__Aim of the exercise__:
In the lines below, the string "roots" may appear; say how many lines hold it and give nothing more.

==== Data listing

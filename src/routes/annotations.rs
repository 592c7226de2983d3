use axum::{
    extract::{Path, State},
    http::StatusCode,
    Json,
};
use diesel::PgConnection;
use serde::Deserialize;
use serde_json::Value;
use uuid::Uuid;

use crate::enums::{AnnotationStatus, AnnotationType};
use crate::error::{AppError, AppResult};
use crate::models::Annotation;
use crate::services::annotations::{self, AnnotationFilters};
use crate::services::documents::find_document;
use crate::services::sessions::find_participant;
use crate::state::AppState;
use crate::views::{annotation_views, AnnotationView};

use super::{ensure_member, parse_id, parse_optional_choice, parse_optional_id, required, truthy};

const INVALID_ID: &str = "ID invalide";
const INVALID_TYPE: &str = "Type d'annotation invalide";

/// Query string filters shared by every annotation listing.
#[derive(Debug, Default, Deserialize)]
pub struct AnnotationQuery {
    #[serde(rename = "type")]
    pub annotation_type: Option<String>,
    pub status: Option<String>,
    pub untreated_only: Option<String>,
    pub author_id: Option<String>,
}

impl AnnotationQuery {
    pub(crate) fn filters(&self) -> AppResult<AnnotationFilters> {
        Ok(AnnotationFilters {
            annotation_type: parse_optional_choice(self.annotation_type.as_deref(), INVALID_TYPE)?,
            status: parse_optional_choice(self.status.as_deref(), "Statut invalide")?,
            untreated_only: truthy(self.untreated_only.as_deref()),
            author_id: parse_optional_id(self.author_id.as_deref(), "author_id invalide")?,
        })
    }
}

/// Root annotations with their direct replies attached, oldest reply first.
pub(crate) fn thread_views(
    conn: &mut PgConnection,
    roots: Vec<Annotation>,
) -> AppResult<Vec<AnnotationView>> {
    let ids: Vec<_> = roots.iter().map(|root| root.id).collect();
    let mut replies = annotations::replies_by_parent(conn, &ids)?;
    let mut views = annotation_views(conn, roots)?;
    for view in &mut views {
        let children = replies.remove(&view.id).unwrap_or_default();
        view.replies = Some(annotation_views(conn, children)?);
    }
    Ok(views)
}

fn single_view(conn: &mut PgConnection, annotation: Annotation) -> AppResult<AnnotationView> {
    annotation_views(conn, vec![annotation])?
        .pop()
        .ok_or_else(|| AppError::not_found("Annotation non trouvée"))
}

#[derive(Deserialize)]
pub struct CreateAnnotationRequest {
    pub document_id: Option<String>,
    pub participant_id: Option<String>,
    pub content: Option<String>,
    #[serde(rename = "type")]
    pub annotation_type: Option<String>,
    pub anchor: Option<Value>,
}

#[derive(Deserialize)]
pub struct UpdateAnnotationRequest {
    pub content: Option<String>,
    pub status: Option<String>,
}

#[derive(Deserialize)]
pub struct ParticipantRequest {
    pub participant_id: Option<String>,
}

#[derive(Deserialize)]
pub struct ReplyRequest {
    pub participant_id: Option<String>,
    pub content: Option<String>,
}

fn annotation_session(conn: &mut PgConnection, annotation: &Annotation) -> AppResult<Uuid> {
    Ok(find_document(conn, annotation.document_id)?.session_id)
}

pub async fn create_annotation(
    State(state): State<AppState>,
    Json(payload): Json<CreateAnnotationRequest>,
) -> AppResult<(StatusCode, Json<AnnotationView>)> {
    let document_id = required(payload.document_id.as_deref(), "document_id est requis")?;
    let participant_id =
        required(payload.participant_id.as_deref(), "participant_id est requis")?;
    let content = required(payload.content.as_deref(), "Le contenu est requis")?;
    let document_id = parse_id(document_id, "document_id invalide")?;
    let participant_id = parse_id(participant_id, "participant_id invalide")?;

    let mut conn = state.db()?;
    let document = find_document(&mut conn, document_id)?;
    let author = find_participant(&mut conn, participant_id)?;
    let author = ensure_member(author, document.session_id)?;
    let annotation_type: AnnotationType =
        parse_optional_choice(payload.annotation_type.as_deref(), INVALID_TYPE)?
            .unwrap_or_default();

    let annotation = annotations::create_annotation(
        &mut conn,
        state.publisher.as_ref(),
        &document,
        &author,
        content,
        annotation_type,
        payload.anchor,
    )?;
    Ok((StatusCode::CREATED, Json(single_view(&mut conn, annotation)?)))
}

/// The annotation with its direct replies.
pub async fn get_annotation(
    State(state): State<AppState>,
    Path(id): Path<String>,
) -> AppResult<Json<AnnotationView>> {
    let annotation_id = parse_id(&id, INVALID_ID)?;
    let mut conn = state.db()?;
    let annotation = annotations::find_annotation(&mut conn, annotation_id)?;
    let mut views = thread_views(&mut conn, vec![annotation])?;
    views
        .pop()
        .map(Json)
        .ok_or_else(|| AppError::not_found("Annotation non trouvée"))
}

/// Blank content is ignored; an unknown status is ignored as well.
pub async fn update_annotation(
    State(state): State<AppState>,
    Path(id): Path<String>,
    Json(payload): Json<UpdateAnnotationRequest>,
) -> AppResult<Json<AnnotationView>> {
    let annotation_id = parse_id(&id, INVALID_ID)?;
    let mut conn = state.db()?;
    let mut annotation = annotations::find_annotation(&mut conn, annotation_id)?;

    if let Some(content) = payload.content.as_deref().filter(|c| !c.trim().is_empty()) {
        annotation = annotations::update_annotation(
            &mut conn,
            state.publisher.as_ref(),
            &annotation,
            content,
        )?;
    }

    let status = payload
        .status
        .as_deref()
        .and_then(|raw| raw.trim().parse::<AnnotationStatus>().ok());
    if let Some(status) = status {
        annotation = annotations::set_annotation_status(
            &mut conn,
            state.publisher.as_ref(),
            &annotation,
            status,
        )?;
    }

    Ok(Json(single_view(&mut conn, annotation)?))
}

pub async fn resolve_annotation(
    State(state): State<AppState>,
    Path(id): Path<String>,
    Json(payload): Json<ParticipantRequest>,
) -> AppResult<Json<AnnotationView>> {
    let annotation_id = parse_id(&id, INVALID_ID)?;
    let mut conn = state.db()?;
    let annotation = annotations::find_annotation(&mut conn, annotation_id)?;
    let participant_id = parse_id(
        required(payload.participant_id.as_deref(), "participant_id est requis")?,
        "participant_id invalide",
    )?;
    let session_id = annotation_session(&mut conn, &annotation)?;
    let participant = find_participant(&mut conn, participant_id)?;
    let participant = ensure_member(participant, session_id)?;

    let resolved = annotations::resolve_annotation(
        &mut conn,
        state.publisher.as_ref(),
        &annotation,
        &participant,
    )?;
    Ok(Json(single_view(&mut conn, resolved)?))
}

pub async fn create_reply(
    State(state): State<AppState>,
    Path(id): Path<String>,
    Json(payload): Json<ReplyRequest>,
) -> AppResult<(StatusCode, Json<AnnotationView>)> {
    let annotation_id = parse_id(&id, INVALID_ID)?;
    let mut conn = state.db()?;
    let parent = annotations::find_annotation(&mut conn, annotation_id)?;
    let participant_id = required(payload.participant_id.as_deref(), "participant_id est requis")?;
    let content = required(payload.content.as_deref(), "Le contenu est requis")?;
    let author = find_participant(&mut conn, parse_id(participant_id, "participant_id invalide")?)?;
    let author = ensure_member(author, annotation_session(&mut conn, &parent)?)?;

    let reply = annotations::create_reply(
        &mut conn,
        state.publisher.as_ref(),
        &parent,
        content,
        &author,
    )?;
    Ok((StatusCode::CREATED, Json(single_view(&mut conn, reply)?)))
}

========

__Exercise result__:
3